This box. I’ve wrapped myself in the darkness inside it, I’ve run my fingers upon its walls Feeling the coldness of stone left untouched by the sun.
This box. There was a time when it was just a place for Storing my heartaches and Containing my sorrows But one day I poured too much, and I myself Tipsy, teetering, tumbled. I fell in. And I have not escaped since.
This box. Every day, I tell myself “You’ll get out.” “You’ll find a way.” “You can do it.” But my hands slip from the rims and edges And my feet falter and fumble And I spend one more day, one more eternity, In this box.
This box. I heard someone call through the walls of wailing and layers of lies That He’s coming to save me, That I will soon bask in the light, Be free once more.
But, this box… I had grown to like it. Somewhere between the lines of fear and pain I had lost my love for what’s righteous. Like a child walking to close to the train tracks I was too self-absorbed to know what was good for me.
This box. I let my screams run out, And as they echoed in the cube I drowned out His promises And all fell silent.

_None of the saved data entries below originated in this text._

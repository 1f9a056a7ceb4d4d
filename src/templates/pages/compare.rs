use crate::domain::comparison::MIN_TO_COMPARE;
use crate::domain::ComparisonTable;
use crate::templates::{components::comparison_table_view, desktop_layout};
use maud::{html, Markup};

/// `table` is `None` while fewer than two vehicles are selected.
pub fn compare_page(table: Option<&ComparisonTable>) -> Markup {
    desktop_layout(
        "Comparar vehículos",
        html! {
            h1 { "Comparar vehículos" }
            @match table {
                Some(t) => {
                    (comparison_table_view(t))
                }
                None => {
                    div class="comparacion-vacia" {
                        p { "Selecciona al menos " (MIN_TO_COMPARE) " vehículos para comparar." }
                        a class="btn btn-primario" href="/" { "Ir al catálogo" }
                    }
                }
            }
        },
    )
}
// src/db/users.rs
use rusqlite::{params, Connection, OptionalExtension};

use crate::domain::User;
use crate::errors::ServerError;

pub fn normalize_email(email: &str) -> String {
    email.trim().to_lowercase()
}

pub fn email_exists(conn: &Connection, email: &str) -> Result<bool, ServerError> {
    let found = conn
        .query_row(
            "select 1 from users where email = ?",
            params![normalize_email(email)],
            |_| Ok(()),
        )
        .optional()?;
    Ok(found.is_some())
}

pub fn create_user(
    conn: &Connection,
    email: &str,
    name: Option<&str>,
    phone: Option<&str>,
    password_hash: &str,
    now: i64,
) -> Result<User, ServerError> {
    let email = normalize_email(email);
    if email_exists(conn, &email)? {
        return Err(ServerError::Conflict("User already exists".into()));
    }

    conn.execute(
        r#"
        insert into users (email, name, phone, password_hash, created_at)
        values (?, ?, ?, ?, ?)
        "#,
        params![email, name, phone, password_hash, now],
    )
    .map_err(|e| match e {
        rusqlite::Error::SqliteFailure(f, _)
            if f.code == rusqlite::ErrorCode::ConstraintViolation =>
        {
            ServerError::Conflict("User already exists".into())
        }
        other => ServerError::DbError(format!("create user failed: {other}")),
    })?;

    Ok(User {
        id: conn.last_insert_rowid(),
        email,
        name: name.map(str::to_string),
        phone: phone.map(str::to_string),
    })
}

/// The account and its stored password hash, for login.
pub fn find_with_hash(
    conn: &Connection,
    email: &str,
) -> Result<Option<(User, String)>, ServerError> {
    conn.query_row(
        "select id, email, name, phone, password_hash from users where email = ?",
        params![normalize_email(email)],
        |row| {
            Ok((
                User {
                    id: row.get(0)?,
                    email: row.get(1)?,
                    name: row.get(2)?,
                    phone: row.get(3)?,
                },
                row.get::<_, String>(4)?,
            ))
        },
    )
    .optional()
    .map_err(|e| ServerError::DbError(format!("user lookup failed: {e}")))
}

pub fn get_user(conn: &Connection, id: i64) -> Result<Option<User>, ServerError> {
    conn.query_row(
        "select id, email, name, phone from users where id = ?",
        params![id],
        |row| {
            Ok(User {
                id: row.get(0)?,
                email: row.get(1)?,
                name: row.get(2)?,
                phone: row.get(3)?,
            })
        },
    )
    .optional()
    .map_err(|e| ServerError::DbError(format!("user lookup failed: {e}")))
}

pub fn touch_login(conn: &Connection, id: i64, now: i64) -> Result<(), ServerError> {
    conn.execute(
        "update users set last_login_at = ? where id = ?",
        params![now, id],
    )
    .map_err(|e| ServerError::DbError(format!("update last_login_at failed: {e}")))?;
    Ok(())
}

This box. A figure appears at the hole at its top He says “I won’t give up on you, Even if you’ve given up on me.” A ladder falls towards me, And He descends to rescue me.
He picks me out of the murky waters. “Stop!” I scream
He carries me toward the light. “You’ll die if you save me!” I cry.

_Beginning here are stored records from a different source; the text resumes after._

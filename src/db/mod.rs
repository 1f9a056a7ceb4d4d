pub mod cars;
pub mod connection;
pub mod favorites;
pub mod leads;
pub mod users;

pub use connection::{init_db, Database};
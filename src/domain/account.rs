use serde::{Deserialize, Serialize};

use crate::domain::validation::{is_valid_email, is_valid_phone};

pub const MIN_PASSWORD_LEN: usize = 6;

/// Public view of an account.
#[derive(Debug, Clone, PartialEq, Serialize, Deserialize)]
pub struct User {
    pub id: i64,
    pub email: String,
    #[serde(rename = "nombre", default, skip_serializing_if = "Option::is_none")]
    pub name: Option<String>,
    #[serde(rename = "telefono", default, skip_serializing_if = "Option::is_none")]
    pub phone: Option<String>,
}

#[derive(Debug, Clone, PartialEq, Serialize, Deserialize)]
pub struct LoginRequest {
    #[serde(alias = "username")]
    pub email: String,
    pub password: String,
}

#[derive(Debug, Clone, Default, PartialEq, Serialize, Deserialize)]
pub struct RegisterRequest {
    #[serde(alias = "username")]
    pub email: String,
    pub password: String,
    #[serde(rename = "nombre", default, skip_serializing_if = "Option::is_none")]
    pub name: Option<String>,
    #[serde(rename = "telefono", default, skip_serializing_if = "Option::is_none")]
    pub phone: Option<String>,
}

impl RegisterRequest {
    pub fn check(&self) -> Result<(), String> {
        if !is_valid_email(self.email.trim()) {
            return Err("Enter a valid email address".into());
        }
        if self.password.chars().count() < MIN_PASSWORD_LEN {
            return Err(format!(
                "Password must be at least {MIN_PASSWORD_LEN} characters"
            ));
        }
        if let Some(phone) = self.phone.as_deref().filter(|p| !p.trim().is_empty()) {
            if !is_valid_phone(phone) {
                return Err("Enter a valid 10-digit phone number".into());
            }
        }
        Ok(())
    }
}

/// Login answer: the bearer token and the account it belongs to.
#[derive(Debug, Clone, PartialEq, Serialize, Deserialize)]
pub struct AuthResponse {
    pub token: String,
    #[serde(rename = "usuario")]
    pub user: User,
}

His foot ****** itself on a pain, His hands fill with welts from a worry, “Let me be who I’m used to being!” I howl.
We reach the surface, and my eyes open for the first time. I stare at my savior. “Thank you. But… you could’ve died, for me.” He smiles, then extends his arms to show the scars of the Cross. “Who says I haven’t?”
This box. I am a slave to my own pains no more. I now live in God’s holy light. Warm. Exhilarating. Scintillant.
A friend of mine made a religious poem that I really liked. It's a spoken word poem.